//! Configuration providers consumed by the CLI middleware.
//!
//! # Design
//! - `ConfigProvider` is the narrow async contract the CLI depends on.
//! - `FileConfigProvider` persists pretty JSON and layers environment
//!   overrides on top of what it reads.
//! - `MemoryConfigProvider` keeps everything in process for tests and
//!   embedding.

use std::io::ErrorKind;
use std::path::{Path, PathBuf};
use std::sync::{Mutex, PoisonError};

use async_trait::async_trait;
use directories::ProjectDirs;
use tokio::io::AsyncWriteExt;
use tracing::{debug, instrument};

use crate::error::{ConfigError, ConfigResult};
use crate::model::{CliConfig, Credential};

/// Overrides the location of the configuration file.
pub const CONFIG_PATH_ENV: &str = "FLAGDECK_CONFIG";
/// Overrides the stored API host.
pub const API_HOST_ENV: &str = "FLAGDECK_API_HOST";
/// Overrides the stored API username (requires [`API_PASS_ENV`]).
pub const API_USER_ENV: &str = "FLAGDECK_API_USER";
/// Overrides the stored API password (requires [`API_USER_ENV`]).
pub const API_PASS_ENV: &str = "FLAGDECK_API_PASS";

const CONFIG_FILE_NAME: &str = "config.json";

#[async_trait]
/// Source of the persisted CLI configuration.
pub trait ConfigProvider: Send + Sync {
    /// Load the effective configuration.
    async fn get_config(&self) -> ConfigResult<CliConfig>;
    /// Persist the configuration for later invocations.
    async fn save_config(&self, config: &CliConfig) -> ConfigResult<()>;
}

/// File-backed configuration provider.
#[derive(Debug, Clone)]
pub struct FileConfigProvider {
    path: PathBuf,
    env_overrides: bool,
}

impl FileConfigProvider {
    /// Provider reading exactly the given file, without environment overrides.
    #[must_use]
    pub fn new(path: impl Into<PathBuf>) -> Self {
        Self {
            path: path.into(),
            env_overrides: false,
        }
    }

    /// Provider for the default location with environment overrides applied.
    ///
    /// # Errors
    ///
    /// Returns [`ConfigError::NoConfigDir`] when neither [`CONFIG_PATH_ENV`]
    /// nor a platform configuration directory is available.
    pub fn from_env() -> ConfigResult<Self> {
        let path = match std::env::var_os(CONFIG_PATH_ENV) {
            Some(path) if !path.is_empty() => PathBuf::from(path),
            _ => ProjectDirs::from("com", "flagdeck", "flagdeck")
                .ok_or(ConfigError::NoConfigDir)?
                .config_dir()
                .join(CONFIG_FILE_NAME),
        };
        Ok(Self {
            path,
            env_overrides: true,
        })
    }

    /// Location of the backing file.
    #[must_use]
    pub fn path(&self) -> &Path {
        &self.path
    }
}

#[async_trait]
impl ConfigProvider for FileConfigProvider {
    #[instrument(name = "config.load", skip(self), fields(path = %self.path.display()))]
    async fn get_config(&self) -> ConfigResult<CliConfig> {
        let stored = match tokio::fs::read(&self.path).await {
            Ok(bytes) => {
                serde_json::from_slice(&bytes).map_err(|source| ConfigError::Parse {
                    path: self.path.clone(),
                    source,
                })?
            }
            Err(err) if err.kind() == ErrorKind::NotFound => {
                debug!("no configuration file found, using defaults");
                CliConfig::default()
            }
            Err(source) => {
                return Err(ConfigError::Io {
                    operation: "read",
                    path: self.path.clone(),
                    source,
                });
            }
        };

        if self.env_overrides {
            Ok(apply_overrides(stored, |name| std::env::var(name).ok()))
        } else {
            Ok(stored)
        }
    }

    #[instrument(name = "config.save", skip(self, config), fields(path = %self.path.display()))]
    async fn save_config(&self, config: &CliConfig) -> ConfigResult<()> {
        if let Some(parent) = self.path.parent() {
            tokio::fs::create_dir_all(parent)
                .await
                .map_err(|source| ConfigError::Io {
                    operation: "create_dir",
                    path: parent.to_path_buf(),
                    source,
                })?;
        }

        let payload = serde_json::to_vec_pretty(config)
            .map_err(|source| ConfigError::Serialize { source })?;
        let io_error = |operation: &'static str| {
            let path = self.path.clone();
            move |source: std::io::Error| ConfigError::Io {
                operation,
                path,
                source,
            }
        };

        let mut options = tokio::fs::OpenOptions::new();
        options.write(true).create(true).truncate(true);
        // The file holds the credential; it is owner-only from creation on.
        #[cfg(unix)]
        options.mode(0o600);
        let mut file = options.open(&self.path).await.map_err(io_error("open"))?;

        #[cfg(unix)]
        {
            use std::os::unix::fs::PermissionsExt;
            // An existing file keeps its previous mode when opened.
            file.set_permissions(std::fs::Permissions::from_mode(0o600))
                .await
                .map_err(io_error("chmod"))?;
        }

        file.write_all(&payload).await.map_err(io_error("write"))?;
        file.flush().await.map_err(io_error("flush"))?;

        debug!("configuration saved");
        Ok(())
    }
}

/// In-memory configuration provider.
#[derive(Debug, Default)]
pub struct MemoryConfigProvider {
    config: Mutex<CliConfig>,
}

impl MemoryConfigProvider {
    /// Provider seeded with the given configuration.
    #[must_use]
    pub fn new(config: CliConfig) -> Self {
        Self {
            config: Mutex::new(config),
        }
    }

    /// Snapshot of the currently stored configuration.
    #[must_use]
    pub fn current(&self) -> CliConfig {
        self.config
            .lock()
            .unwrap_or_else(PoisonError::into_inner)
            .clone()
    }
}

#[async_trait]
impl ConfigProvider for MemoryConfigProvider {
    async fn get_config(&self) -> ConfigResult<CliConfig> {
        Ok(self.current())
    }

    async fn save_config(&self, config: &CliConfig) -> ConfigResult<()> {
        *self.config.lock().unwrap_or_else(PoisonError::into_inner) = config.clone();
        Ok(())
    }
}

/// Layer environment overrides on top of a stored configuration.
///
/// The credential is only replaced when both the user and password variables
/// are present and non-empty.
#[must_use]
pub fn apply_overrides(mut config: CliConfig, lookup: impl Fn(&str) -> Option<String>) -> CliConfig {
    let non_empty = |name: &str| lookup(name).filter(|value| !value.trim().is_empty());

    if let Some(host) = non_empty(API_HOST_ENV) {
        config.api_host = host;
    }
    if let (Some(username), Some(password)) = (non_empty(API_USER_ENV), non_empty(API_PASS_ENV)) {
        config.auth = Some(Credential::new(username, password));
    }
    config
}

#[cfg(test)]
mod tests {
    use super::*;
    use std::collections::HashMap;

    fn lookup_from(pairs: &[(&str, &str)]) -> impl Fn(&str) -> Option<String> {
        let map: HashMap<String, String> = pairs
            .iter()
            .map(|(key, value)| ((*key).to_string(), (*value).to_string()))
            .collect();
        move |name| map.get(name).cloned()
    }

    #[tokio::test]
    async fn missing_file_yields_defaults() -> ConfigResult<()> {
        let dir = tempfile::tempdir().map_err(|source| ConfigError::Io {
            operation: "tempdir",
            path: PathBuf::new(),
            source,
        })?;
        let provider = FileConfigProvider::new(dir.path().join("absent.json"));
        assert_eq!(provider.get_config().await?, CliConfig::default());
        Ok(())
    }

    #[tokio::test]
    async fn saved_config_is_read_back() -> ConfigResult<()> {
        let dir = tempfile::tempdir().map_err(|source| ConfigError::Io {
            operation: "tempdir",
            path: PathBuf::new(),
            source,
        })?;
        let provider = FileConfigProvider::new(dir.path().join("nested").join("config.json"));
        let config = CliConfig {
            api_host: "https://api.example.com/".into(),
            auth: Some(Credential::new("user", "pass")),
        };

        provider.save_config(&config).await?;
        assert_eq!(provider.get_config().await?, config);
        Ok(())
    }

    #[cfg(unix)]
    #[tokio::test]
    async fn saved_config_is_owner_only() -> ConfigResult<()> {
        use std::os::unix::fs::PermissionsExt;

        let dir = tempfile::tempdir().expect("tempdir");
        let path = dir.path().join("config.json");
        std::fs::write(&path, b"{}").expect("write fixture");
        std::fs::set_permissions(&path, std::fs::Permissions::from_mode(0o644))
            .expect("loosen fixture");

        FileConfigProvider::new(&path)
            .save_config(&CliConfig {
                auth: Some(Credential::new("user", "pass")),
                ..CliConfig::default()
            })
            .await?;

        let mode = std::fs::metadata(&path).expect("metadata").permissions().mode();
        assert_eq!(mode & 0o777, 0o600);

        let fresh = dir.path().join("fresh").join("config.json");
        FileConfigProvider::new(&fresh)
            .save_config(&CliConfig::default())
            .await?;
        let mode = std::fs::metadata(&fresh).expect("metadata").permissions().mode();
        assert_eq!(mode & 0o777, 0o600);
        Ok(())
    }

    #[tokio::test]
    async fn malformed_file_reports_parse_error() {
        let dir = tempfile::tempdir().expect("tempdir");
        let path = dir.path().join("config.json");
        std::fs::write(&path, b"{not json").expect("write fixture");

        let err = FileConfigProvider::new(&path)
            .get_config()
            .await
            .expect_err("parse failure expected");
        assert!(matches!(err, ConfigError::Parse { .. }));
    }

    #[test]
    fn overrides_replace_host_and_credential() {
        let config = apply_overrides(
            CliConfig::default(),
            lookup_from(&[
                (API_HOST_ENV, "https://override.example/"),
                (API_USER_ENV, "env-user"),
                (API_PASS_ENV, "env-pass"),
            ]),
        );
        assert_eq!(config.api_host, "https://override.example/");
        assert_eq!(config.auth, Some(Credential::new("env-user", "env-pass")));
    }

    #[test]
    fn partial_credential_override_is_ignored() {
        let stored = CliConfig {
            auth: Some(Credential::new("stored", "secret")),
            ..CliConfig::default()
        };
        let config = apply_overrides(stored.clone(), lookup_from(&[(API_USER_ENV, "env-user")]));
        assert_eq!(config, stored);
    }

    #[tokio::test]
    async fn memory_provider_round_trips() -> ConfigResult<()> {
        let provider = MemoryConfigProvider::default();
        let config = CliConfig {
            auth: Some(Credential::new("a", "b")),
            ..CliConfig::default()
        };
        provider.save_config(&config).await?;
        assert_eq!(provider.get_config().await?, config);
        assert_eq!(provider.current(), config);
        Ok(())
    }
}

◇ ◇ ◇

YOUR TASK:
Copy every line of the listing that contains the word "Mutex".

RESPONSE TO THIS TASK:
use std::sync::{Mutex, PoisonError};
    config: Mutex<CliConfig>,
            config: Mutex::new(config),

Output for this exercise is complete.